Mr. Bush again ruled out such a treaty this week at the APEC summit in Bangkok.
But for the first time, he offered written security assurances from Washington
and its Asian partners, if North Korea scraps its nuclear weapons program.
In Indonesia Wednesday, Mr. Bush downplayed the rejection, saying the alliance
will "stay the course."
"There is going to be a series of these statements," said Mr. Bush. "I guess
they're trying to stand up to the five nations that are now united in convincing
North Korea to disarm."
Previously the Bush Administration had insisted North Korea first dismantle
its program before any concessions would be considered.
The United States wants Asian powers involved in any deal to make if harder
for North Korea to renege on its commitments.

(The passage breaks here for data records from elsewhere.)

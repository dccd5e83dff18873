//! Spread risk.
//!
//! Spread DV01 and spread duration by central difference of the spread
//! price. A parallel spread bump shifts the discount yield one for one, so
//! these are also the effective yield sensitivities of the schedule as
//! generated (prepayments held fixed).

use passthru_core::types::{Date, Spread};
use passthru_curves::RateCurve;
use passthru_mbs::AmortizationSchedule;
use serde::{Deserialize, Serialize};

use crate::error::{AnalyticsError, AnalyticsResult};
use crate::pricing::{PriceInputs, PricingEngine};

/// Spread bump for risk measures, in basis points.
pub const RISK_BUMP_BPS: f64 = 1.0;

/// Spread sensitivities at a given spread.
#[derive(Debug, Clone, Copy, PartialEq, Serialize, Deserialize)]
pub struct SpreadRisk {
    /// Price per 100 at the spread.
    pub price: f64,
    /// Price change per 100 for a 1bp spread widening (positive).
    pub dv01: f64,
    /// Percentage price change per 100bp of spread.
    pub duration: f64,
}

impl SpreadRisk {
    /// Computes spread risk with the given engine.
    ///
    /// # Errors
    ///
    /// Returns any pricing error at the base or bumped spreads, or
    /// `AnalyticsError::InvalidInput` if the base price is zero.
    pub fn compute(
        engine: &PricingEngine,
        schedule: &AmortizationSchedule,
        curve: &dyn RateCurve,
        settlement: Date,
        spread: &Spread,
    ) -> AnalyticsResult<Self> {
        let inputs = PriceInputs::new(schedule, curve, settlement)?;
        let bps = spread.as_bps_f64();
        let spread_type = spread.spread_type();
        let price_at = |s: f64| {
            engine
                .price_prepared(&inputs, schedule, curve, s, spread_type)
                .map(|quote| quote.price)
        };

        let price = price_at(bps)?;
        let down = price_at(bps - RISK_BUMP_BPS)?;
        let up = price_at(bps + RISK_BUMP_BPS)?;

        if price.abs() < 1e-10 {
            return Err(AnalyticsError::invalid_input("base price is zero"));
        }

        let dv01 = (down - up) / (2.0 * RISK_BUMP_BPS);
        Ok(Self {
            price,
            dv01,
            duration: dv01 / price * 10_000.0,
        })
    }
}

/// Spread DV01: `(P(s - 1bp) - P(s + 1bp)) / 2`, per 100.
///
/// # Errors
///
/// See [`SpreadRisk::compute`].
pub fn spread_dv01(
    schedule: &AmortizationSchedule,
    curve: &dyn RateCurve,
    settlement: Date,
    spread: &Spread,
) -> AnalyticsResult<f64> {
    SpreadRisk::compute(&PricingEngine::new(), schedule, curve, settlement, spread)
        .map(|risk| risk.dv01)
}

/// Spread duration: `dv01 / P * 10_000`.
///
/// # Errors
///
/// See [`SpreadRisk::compute`].
pub fn spread_duration(
    schedule: &AmortizationSchedule,
    curve: &dyn RateCurve,
    settlement: Date,
    spread: &Spread,
) -> AnalyticsResult<f64> {
    SpreadRisk::compute(&PricingEngine::new(), schedule, curve, settlement, spread)
        .map(|risk| risk.duration)
}
//! # Passthru Analytics
//!
//! Spread pricing and spread solving for mortgage pass-through cash flows.
//!
//! This crate provides:
//!
//! - **Pricing**: price per 100 at an I-spread or Z-spread ([`PricingEngine`])
//! - **Spread solving**: the spread implied by an observed price
//!   ([`SpreadSolver`])
//! - **Risk**: spread DV01 and spread duration
//! - **Batch**: order-preserving batch pricing, parallel with the
//!   `parallel` feature
//!
//! ## Quick Start
//!
//! ```rust
//! use passthru_core::types::{Date, Spread, SpreadType};
//! use passthru_curves::prelude::*;
//! use passthru_mbs::generate_cpr;
//! use passthru_analytics::prelude::*;
//!
//! let settle = Date::from_ymd(2024, 3, 8).unwrap();
//! let quotes = [
//!     (1, 5.54), (2, 5.50), (3, 5.47), (5, 5.42), (6, 5.37), (12, 5.03),
//!     (24, 4.48), (36, 4.30), (60, 4.09), (84, 4.08), (120, 4.09),
//!     (240, 4.35), (360, 4.26),
//! ];
//! let par = ParCurve::from_quotes(settle, &quotes).unwrap();
//! let spot = bootstrap(&par.interpolate(&TenorGrid::semi_annual()).unwrap())
//!     .unwrap()
//!     .regrid(&TenorGrid::monthly())
//!     .unwrap();
//!
//! let schedule = generate_cpr(settle, 7.0, 360, 0, 25, 8.0, 360, 500_000.0).unwrap();
//! let spread = Spread::from_bps_i32(120, SpreadType::ZSpread);
//! let px = price(&schedule, &spot, settle, &spread).unwrap();
//!
//! let z = solve_spread(&schedule, &spot, settle, px, SpreadType::ZSpread).unwrap();
//! assert!((z.as_bps_f64() - 120.0).abs() < 1e-4);
//! ```

#![warn(missing_docs)]
#![warn(clippy::all)]
#![warn(clippy::pedantic)]
#![allow(clippy::module_name_repetitions)]
#![allow(clippy::missing_errors_doc)]
#![allow(clippy::cast_precision_loss)]
#![allow(clippy::cast_possible_truncation)]
#![allow(clippy::cast_possible_wrap)]

pub mod batch;
pub mod error;
pub mod pricing;
pub mod risk;
pub mod solver;

/// Prelude module for convenient imports.
pub mod prelude {
    pub use crate::batch::{price_batch, solve_spread_batch, PricingRequest, SpreadRequest};
    pub use crate::error::{AnalyticsError, AnalyticsResult};
    pub use crate::pricing::{
        bey_to_mey, price, PriceResult, PricingConventions, PricingEngine, StubDiscount,
    };
    pub use crate::risk::{spread_duration, spread_dv01, SpreadRisk};
    pub use crate::solver::{solve_spread, SpreadSolution, SpreadSolver, SpreadSolverConfig};
}

pub use batch::{price_batch, solve_spread_batch, PricingRequest, SpreadRequest};
pub use error::{AnalyticsError, AnalyticsResult};
pub use pricing::{price, PriceResult, PricingConventions, PricingEngine, StubDiscount};
pub use risk::{spread_duration, spread_dv01, SpreadRisk};
pub use solver::{solve_spread, SpreadSolution, SpreadSolver, SpreadSolverConfig};
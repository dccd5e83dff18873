//! Cash-flow generation settings.

use serde::{Deserialize, Serialize};

use passthru_mbs::{CashFlowConventions, PayDelayConvention, PaymentTermConvention};

use crate::error::{Validate, ValidationError};

/// Conventions used when a pool is amortized.
#[derive(Debug, Clone, Copy, PartialEq, Eq, Serialize, Deserialize)]
pub struct CashFlowConfig {
    /// How the pay-delay maps to a day of the month.
    #[serde(default)]
    pub pay_delay: PayDelayConvention,

    /// Exponent used for the level payment.
    #[serde(default)]
    pub payment_term: PaymentTermConvention,

    /// Whether prepayments run during interest-only months.
    #[serde(default = "default_prepay_during_io")]
    pub prepay_during_io: bool,
}

fn default_prepay_during_io() -> bool {
    true
}

impl Default for CashFlowConfig {
    fn default() -> Self {
        Self {
            pay_delay: PayDelayConvention::default(),
            payment_term: PaymentTermConvention::default(),
            prepay_during_io: default_prepay_during_io(),
        }
    }
}

impl CashFlowConfig {
    /// Sets the pay-delay convention.
    #[must_use]
    pub fn with_pay_delay(mut self, pay_delay: PayDelayConvention) -> Self {
        self.pay_delay = pay_delay;
        self
    }

    /// Sets the payment-term convention.
    #[must_use]
    pub fn with_payment_term(mut self, payment_term: PaymentTermConvention) -> Self {
        self.payment_term = payment_term;
        self
    }

    /// Sets whether prepayments run during interest-only months.
    #[must_use]
    pub fn with_prepay_during_io(mut self, prepay: bool) -> Self {
        self.prepay_during_io = prepay;
        self
    }

    /// Engine-level conventions for `passthru_mbs::generate`.
    #[must_use]
    pub fn conventions(&self) -> CashFlowConventions {
        CashFlowConventions::default()
            .with_pay_delay(self.pay_delay)
            .with_payment_term(self.payment_term)
            .with_prepay_during_io(self.prepay_during_io)
    }
}

impl Validate for CashFlowConfig {
    // Every combination of the enums is a usable convention set.
    fn validate(&self) -> Vec<ValidationError> {
        Vec::new()
    }
}
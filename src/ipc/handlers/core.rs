use crate::ipc::error::{err, ok};
use crate::ipc::types::{AppState, Request};
use serde_json::json;
use std::path::PathBuf;

fn handle_health(state: &mut AppState, req: &Request) -> serde_json::Value {
    ok(
        &req.id,
        json!({
            "version": env!("CARGO_PKG_VERSION"),
            "backend": state.backend_kind(),
            "workspacePath": state.workspace.as_ref().map(|p| p.to_string_lossy().to_string())
        }),
    )
}

fn handle_workspace_select(state: &mut AppState, req: &Request) -> serde_json::Value {
    let p = req
        .params
        .get("path")
        .and_then(|v| v.as_str())
        .map(PathBuf::from);
    let Some(path) = p else {
        return err(&req.id, "bad_params", "missing params.path", None);
    };

    match state.open_workspace(&path) {
        Ok(()) => {
            tracing::info!(workspace = %path.display(), "workspace selected");
            ok(
                &req.id,
                json!({ "workspacePath": path.to_string_lossy(), "backend": state.backend_kind() }),
            )
        }
        Err(e) => {
            tracing::warn!(workspace = %path.display(), error = %e, "workspace open failed");
            err(&req.id, "db_open_failed", format!("{e:?}"), None)
        }
    }
}

pub fn try_handle(state: &mut AppState, req: &Request) -> Option<serde_json::Value> {
    match req.method.as_str() {
        "health" => Some(handle_health(state, req)),
        "workspace.select" => Some(handle_workspace_select(state, req)),
        _ => None,
    }
}
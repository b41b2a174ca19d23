use serde_json::json;
use thiserror::Error;

#[derive(Debug, Error)]
pub enum PortalError {
    #[error("{kind} not found: {id}")]
    NotFound { kind: &'static str, id: String },
    #[error("{field}: {message}")]
    Validation { field: &'static str, message: String },
    #[error("store call failed: {0}")]
    Transport(String),
}

impl PortalError {
    pub fn not_found(kind: &'static str, id: impl Into<String>) -> Self {
        Self::NotFound {
            kind,
            id: id.into(),
        }
    }

    pub fn validation(field: &'static str, message: impl Into<String>) -> Self {
        Self::Validation {
            field,
            message: message.into(),
        }
    }

    /// Wire code used in the IPC error envelope.
    pub fn code(&self) -> &'static str {
        match self {
            Self::NotFound { .. } => "not_found",
            Self::Validation { .. } => "validation_failed",
            Self::Transport(_) => "transport_failed",
        }
    }

    pub fn details(&self) -> Option<serde_json::Value> {
        match self {
            Self::NotFound { kind, id } => Some(json!({ "kind": kind, "id": id })),
            Self::Validation { field, .. } => Some(json!({ "field": field })),
            Self::Transport(_) => None,
        }
    }
}

impl From<rusqlite::Error> for PortalError {
    fn from(e: rusqlite::Error) -> Self {
        Self::Transport(e.to_string())
    }
}

/// Rejects blank required text fields.
pub fn require_text(field: &'static str, value: &str) -> Result<(), PortalError> {
    if value.trim().is_empty() {
        return Err(PortalError::validation(field, "must not be empty"));
    }
    Ok(())
}
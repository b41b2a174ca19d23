use super::handlers;
use super::types::{AppState, Request};
use crate::ipc::error::err;

pub fn handle_request(state: &mut AppState, req: Request) -> serde_json::Value {
    if let Some(resp) = handlers::core::try_handle(state, &req) {
        return resp;
    }
    if let Some(resp) = handlers::classes::try_handle(state, &req) {
        return resp;
    }
    if let Some(resp) = handlers::announcements::try_handle(state, &req) {
        return resp;
    }
    if let Some(resp) = handlers::resources::try_handle(state, &req) {
        return resp;
    }
    if let Some(resp) = handlers::grades::try_handle(state, &req) {
        return resp;
    }

    tracing::debug!(method = %req.method, "unknown method");
    err(
        &req.id,
        "not_implemented",
        format!("unknown method: {}", req.method),
        None,
    )
}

Washington has little trust that North Korea will honor a bilateral agreement,
since its current nuclear drive violates a 1994 bilateral non-proliferation
accord with the United States.
Mr. Bush says it is now North Korean leader Kim Jong Il's turn to show he
"He wanted a security agreement and we're willing to advance a multi-party
security agreement, assuming that he is willing to abandon his nuclear weapos,
designs and programs," Mr. Bush said.
North Korea has still not committed to another round of talks with the United
States, China, Russia, South Korea and Japan. The first round was held in August
in Beijing and ended without any progress.
Japanese government Spokesman Yasuo Fukuda says Tokyo remains optimistic
and hopeful that fruitful discussion would take place if a second round of
talks takes place.
The standoff began last October, when U.S. officials said North Korea had
a secret nuclear weapons program under way in violation of international agreements.